//! Standalone colorbar images.
//!
//! Renders a narrow figure holding a vertical gradient bar for a colormap and
//! value range, with tick labels on the right and a rotated title beside
//! them, and writes it as an opaque PNG.

use image::{ImageFormat, RgbImage};
use ndarray::ArrayView2;
use plotters::coord::types::RangedCoordf64;
use plotters::prelude::*;
use std::path::{Path, PathBuf};
use std::time::Instant;
use tracing::{debug, info};

use crate::colormaps::{colormap::to_u8, segmented, Colormap};
use crate::config::ColorbarConfig;
use crate::error::{Result, VisError};
use crate::logging::{log_error, log_timed_operation};

/// Length of a tick mark in pixels
const TICK_LENGTH: u32 = 4;

/// Relative widening of a collapsed value range
const NONSINGULAR_EXPANDER: f64 = 0.1;

/// Options for [`save_colorbar`]
#[derive(Clone)]
pub struct ColorbarOptions<'a> {
    /// Array supplying the default range (overall finite min/max)
    pub data: Option<ArrayView2<'a, f64>>,
    pub vmin: Option<f64>,
    pub vmax: Option<f64>,
    /// Colormap to draw; jet when `None`
    pub colormap: Option<&'a dyn Colormap>,
    /// Destination; `colorbar_<lab>.png` when `None`
    pub filename: Option<PathBuf>,
    /// Label drawn along the bar
    pub title: String,
    /// Suffix of the default file name
    pub lab: String,
    /// Figure geometry and fonts
    pub figure: ColorbarConfig,
}

impl Default for ColorbarOptions<'_> {
    fn default() -> Self {
        Self::from_config(&ColorbarConfig::default())
    }
}

impl<'a> ColorbarOptions<'a> {
    pub fn from_config(config: &ColorbarConfig) -> Self {
        Self {
            data: None,
            vmin: None,
            vmax: None,
            colormap: None,
            filename: None,
            title: config.title.clone(),
            lab: String::new(),
            figure: config.clone(),
        }
    }

    pub fn data(mut self, data: ArrayView2<'a, f64>) -> Self {
        self.data = Some(data);
        self
    }

    pub fn range(mut self, vmin: f64, vmax: f64) -> Self {
        self.vmin = Some(vmin);
        self.vmax = Some(vmax);
        self
    }

    pub fn colormap(mut self, colormap: &'a dyn Colormap) -> Self {
        self.colormap = Some(colormap);
        self
    }

    pub fn filename(mut self, filename: impl Into<PathBuf>) -> Self {
        self.filename = Some(filename.into());
        self
    }

    pub fn title(mut self, title: impl Into<String>) -> Self {
        self.title = title.into();
        self
    }

    pub fn lab(mut self, lab: impl Into<String>) -> Self {
        self.lab = lab.into();
        self
    }

    pub fn ticks(mut self, ticks: usize) -> Self {
        self.figure.ticks = ticks;
        self
    }
}

/// A rendered colorbar
#[derive(Debug, Clone)]
pub struct Colorbar {
    pub vmin: f64,
    pub vmax: f64,
    pub title: String,
    pub colormap: String,
    /// Tick values, bottom to top
    pub ticks: Vec<f64>,
    pub image: RgbImage,
}

/// File name used when none is given: `colorbar_<lab>.png`
pub fn default_colorbar_filename(lab: &str) -> PathBuf {
    PathBuf::from(format!("colorbar_{}.png", lab))
}

/// Resolve the value range: explicit bounds win, the rest comes from the
/// overall finite min/max of `options.data`.
pub fn resolve_range(options: &ColorbarOptions) -> Result<(f64, f64)> {
    let data_range = || -> Result<(f64, f64)> {
        let data = options.data.ok_or_else(|| VisError::InvalidParameter {
            param: "vmin/vmax".to_string(),
            message: "either explicit bounds or an image are required".to_string(),
        })?;
        crate::raster::value_range(data, None)
    };

    let vmin = match options.vmin {
        Some(v) => v,
        None => data_range()?.0,
    };
    let vmax = match options.vmax {
        Some(v) => v,
        None => data_range()?.1,
    };

    if !vmin.is_finite() || !vmax.is_finite() || !(vmax - vmin).is_finite() {
        return Err(VisError::InvalidParameter {
            param: "vmin/vmax".to_string(),
            message: format!("range must be finite, got [{}, {}]", vmin, vmax),
        });
    }
    if vmin > vmax {
        return Err(VisError::InvalidParameter {
            param: "vmin/vmax".to_string(),
            message: format!("vmin must not exceed vmax, got [{}, {}]", vmin, vmax),
        });
    }
    Ok((vmin, vmax))
}

/// Range drawn on the value axis. A collapsed range is widened around its
/// value so the axis keeps a non-zero extent.
pub fn display_range(vmin: f64, vmax: f64) -> (f64, f64) {
    if vmax > vmin {
        return (vmin, vmax);
    }
    if vmin.abs() < f64::MIN_POSITIVE {
        return (vmin - NONSINGULAR_EXPANDER, vmax + NONSINGULAR_EXPANDER);
    }
    let pad = NONSINGULAR_EXPANDER * vmin.abs();
    match (vmin - pad, vmax + pad) {
        (lo, hi) if lo.is_finite() && hi.is_finite() => (lo, hi),
        (lo, _) if lo.is_finite() => (lo, vmax),
        (_, hi) => (vmin, hi),
    }
}

/// Tick values plotters places on a `[vmin, vmax]` axis asked for at most
/// `max_ticks` labels.
pub fn nice_ticks(vmin: f64, vmax: f64, max_ticks: usize) -> Vec<f64> {
    if max_ticks == 0 || !vmin.is_finite() || !vmax.is_finite() || !(vmax - vmin).is_finite() {
        return Vec::new();
    }
    if vmax <= vmin {
        return vec![vmin];
    }
    let axis: RangedCoordf64 = (vmin..vmax).into();
    let mut ticks = axis.key_points(max_ticks);
    ticks.truncate(max_ticks);
    ticks
}

/// How tick labels print their values
#[derive(Debug, Clone, Copy, PartialEq)]
pub enum TickFormat {
    /// Fixed point with this many decimals
    Fixed(usize),
    Scientific,
}

impl TickFormat {
    /// Fewest decimals that show the spacing of `ticks` (or the single
    /// tick's value); scientific notation below a millionth.
    pub fn for_ticks(ticks: &[f64]) -> Self {
        let reference = match ticks {
            [a, b, ..] => (b - a).abs(),
            [a] => a.abs(),
            [] => 0.0,
        };
        if reference == 0.0 {
            return TickFormat::Fixed(0);
        }
        if reference < 1e-6 {
            return TickFormat::Scientific;
        }
        (0..=6)
            .find(|&d| {
                let scaled = reference * 10f64.powi(d as i32);
                (scaled - scaled.round()).abs() < 1e-6 * scaled.abs().max(1.0)
            })
            .map(TickFormat::Fixed)
            .unwrap_or(TickFormat::Scientific)
    }

    pub fn format(self, value: f64) -> String {
        // avoid "-0"
        let value = if value == 0.0 { 0.0 } else { value };
        match self {
            TickFormat::Fixed(decimals) => format!("{:.*}", decimals, value),
            TickFormat::Scientific => format!("{:.2e}", value),
        }
    }
}

/// Pixel geometry of the colorbar figure.
#[derive(Debug, Clone, Copy, PartialEq)]
pub struct ColorbarLayout {
    pub width: u32,
    pub height: u32,
    pub bar_left: i32,
    pub bar_right: i32,
    pub bar_top: i32,
    pub bar_bottom: i32,
}

impl ColorbarLayout {
    pub fn new(figure: &ColorbarConfig) -> Self {
        let width = (figure.width_in * figure.dpi as f64).round().max(1.0) as u32;
        let height = (figure.height_in * figure.dpi as f64).round().max(1.0) as u32;
        let [left, bottom, bar_width, bar_height] = figure.axes_rect;
        let (w, h) = (width as f64, height as f64);

        let bar_left = (left * w).round() as i32;
        let bar_right = (((left + bar_width) * w).round() as i32).max(bar_left + 1);
        let bar_top = (h - (bottom + bar_height) * h).round() as i32;
        let bar_bottom = ((h - bottom * h).round() as i32).max(bar_top + 1);

        Self {
            width,
            height,
            bar_left,
            bar_right,
            bar_top,
            bar_bottom,
        }
    }

    /// Number of pixel rows covered by the bar
    pub fn bar_rows(&self) -> i32 {
        self.bar_bottom - self.bar_top
    }

    /// Pixels between the bar and the right edge of the figure
    pub fn free_right(&self) -> u32 {
        (self.width as i32 - self.bar_right).max(0) as u32
    }
}

fn points_to_pixels(points: f64, dpi: u32) -> f64 {
    points * dpi as f64 / 72.0
}

fn render_error(error: impl std::fmt::Display) -> VisError {
    VisError::Render {
        message: error.to_string(),
    }
}

fn to_rgb(colormap: &dyn Colormap, value: f64) -> RGBColor {
    let [r, g, b, _] = colormap.eval(value);
    RGBColor(to_u8(r), to_u8(g), to_u8(b))
}

/// Draw the colorbar figure into an RGB buffer.
///
/// The bar is a plotters chart whose right label area carries the tick
/// labels and the title; the label area is sized from measured text so the
/// title sits `label_pad` beyond the widest tick label.
fn render_colorbar(
    layout: &ColorbarLayout,
    figure: &ColorbarConfig,
    colormap: &dyn Colormap,
    (lo, hi): (f64, f64),
    ticks: &[f64],
    title: &str,
) -> Result<RgbImage> {
    let tick_px = points_to_pixels(figure.tick_font_size, figure.dpi);
    let title_px = points_to_pixels(figure.title_font_size, figure.dpi);
    let tick_format = TickFormat::for_ticks(ticks);
    let labels: Vec<String> = ticks.iter().map(|&t| tick_format.format(t)).collect();
    let formatter = |value: &f64| tick_format.format(*value);

    let mut buffer = vec![255u8; layout.width as usize * layout.height as usize * 3];
    {
        let root =
            BitMapBackend::with_buffer(&mut buffer, (layout.width, layout.height)).into_drawing_area();
        root.fill(&WHITE).map_err(render_error)?;

        let tick_style = TextStyle::from(("sans-serif", tick_px).into_font()).color(&BLACK);
        let title_style = TextStyle::from(("sans-serif", title_px).into_font()).color(&BLACK);

        let mut label_area = TICK_LENGTH;
        if !labels.is_empty() {
            let mut widest = 0;
            for label in &labels {
                let (w, _) = root
                    .estimate_text_size(label, &tick_style)
                    .map_err(render_error)?;
                widest = widest.max(w);
            }
            // plotters keeps labels two tick lengths off the axis
            label_area += TICK_LENGTH + widest;
        }
        if !title.is_empty() {
            let (_, h) = root
                .estimate_text_size(title, &title_style)
                .map_err(render_error)?;
            label_area += points_to_pixels(figure.label_pad, figure.dpi).round() as u32 + h;
        }
        let label_area = label_area.min(layout.free_right());

        let mut chart = ChartBuilder::on(&root)
            .margin_top(layout.bar_top)
            .margin_bottom(layout.height as i32 - layout.bar_bottom)
            .margin_left(layout.bar_left)
            .margin_right(layout.free_right() - label_area)
            .set_label_area_size(LabelAreaPosition::Left, 0)
            .set_label_area_size(LabelAreaPosition::Bottom, 0)
            .set_label_area_size(LabelAreaPosition::Right, label_area)
            .build_cartesian_2d(0.0..1.0, lo..hi)
            .map_err(render_error)?;

        let rows = layout.bar_rows().max(1) as usize;
        let span = hi - lo;
        chart
            .draw_series((0..rows).map(|i| {
                let fraction = if rows > 1 {
                    i as f64 / (rows - 1) as f64
                } else {
                    0.5
                };
                let y0 = lo + span * i as f64 / rows as f64;
                let y1 = lo + span * (i + 1) as f64 / rows as f64;
                Rectangle::new([(0.0, y0), (1.0, y1)], to_rgb(colormap, fraction).filled())
            }))
            .map_err(render_error)?;

        let mut mesh = chart.configure_mesh();
        mesh.disable_x_mesh()
            .disable_y_mesh()
            .disable_x_axis()
            .set_tick_mark_size(LabelAreaPosition::Right, TICK_LENGTH)
            .y_labels(figure.ticks)
            .y_label_style(tick_style)
            .y_label_formatter(&formatter);
        if !title.is_empty() {
            mesh.y_desc(title).axis_desc_style(title_style);
        }
        mesh.draw().map_err(render_error)?;

        chart
            .plotting_area()
            .draw(&Rectangle::new([(0.0, lo), (1.0, hi)], BLACK.stroke_width(1)))
            .map_err(render_error)?;

        root.present().map_err(render_error)?;
    }

    RgbImage::from_raw(layout.width, layout.height, buffer).ok_or_else(|| VisError::Render {
        message: "colorbar buffer does not match figure size".to_string(),
    })
}

/// Render a colorbar for `options` and save it as a PNG.
///
/// Returns the file written (`colorbar_<lab>.png` unless a filename is given)
/// and the colorbar.
pub fn save_colorbar(options: &ColorbarOptions) -> Result<(PathBuf, Colorbar)> {
    let filename = options
        .filename
        .clone()
        .unwrap_or_else(|| default_colorbar_filename(&options.lab));
    let start = Instant::now();

    let result = log_timed_operation("save_colorbar", || -> Result<Colorbar> {
        let (vmin, vmax) = resolve_range(options)?;

        let colormap: &dyn Colormap = match options.colormap {
            Some(colormap) => colormap,
            None => &*segmented::DEFAULT_COLORMAP,
        };

        let layout = ColorbarLayout::new(&options.figure);
        let axis = display_range(vmin, vmax);
        let ticks = nice_ticks(axis.0, axis.1, options.figure.ticks);
        debug!(
            vmin = vmin,
            vmax = vmax,
            ticks = ticks.len(),
            width = layout.width,
            height = layout.height,
            "Rendering colorbar"
        );

        let image = render_colorbar(
            &layout,
            &options.figure,
            colormap,
            axis,
            &ticks,
            &options.title,
        )?;
        write_png(&image, &filename)?;

        Ok(Colorbar {
            vmin,
            vmax,
            title: options.title.clone(),
            colormap: colormap.name().to_string(),
            ticks,
            image,
        })
    });

    match result {
        Ok(colorbar) => {
            info!(
                path = %filename.display(),
                vmin = colorbar.vmin,
                vmax = colorbar.vmax,
                colormap = %colorbar.colormap,
                duration_ms = start.elapsed().as_millis() as u64,
                "Colorbar saved"
            );
            Ok((filename, colorbar))
        }
        Err(error) => {
            log_error(&error, &format!("saving colorbar to {}", filename.display()));
            Err(error)
        }
    }
}

fn write_png(image: &RgbImage, path: &Path) -> Result<()> {
    image.save_with_format(path, ImageFormat::Png)?;
    Ok(())
}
|---|
**Problem to solve:**
From the records above, quote only the lines running from the line with "must not exceed" to the line with "let axis: RangedCoordf64", both lines included.

**Response box:**
            message: format!("vmin must not exceed vmax, got [{}, {}]", vmin, vmax),
        });
    }
    Ok((vmin, vmax))
}

/// Range drawn on the value axis. A collapsed range is widened around its
/// value so the axis keeps a non-zero extent.
pub fn display_range(vmin: f64, vmax: f64) -> (f64, f64) {
    if vmax > vmin {
        return (vmin, vmax);
    }
    if vmin.abs() < f64::MIN_POSITIVE {
        return (vmin - NONSINGULAR_EXPANDER, vmax + NONSINGULAR_EXPANDER);
    }
    let pad = NONSINGULAR_EXPANDER * vmin.abs();
    match (vmin - pad, vmax + pad) {
        (lo, hi) if lo.is_finite() && hi.is_finite() => (lo, hi),
        (lo, _) if lo.is_finite() => (lo, vmax),
        (_, hi) => (vmin, hi),
    }
}

/// Tick values plotters places on a `[vmin, vmax]` axis asked for at most
/// `max_ticks` labels.
pub fn nice_ticks(vmin: f64, vmax: f64, max_ticks: usize) -> Vec<f64> {
    if max_ticks == 0 || !vmin.is_finite() || !vmax.is_finite() || !(vmax - vmin).is_finite() {
        return Vec::new();
    }
    if vmax <= vmin {
        return vec![vmin];
    }
    let axis: RangedCoordf64 = (vmin..vmax).into();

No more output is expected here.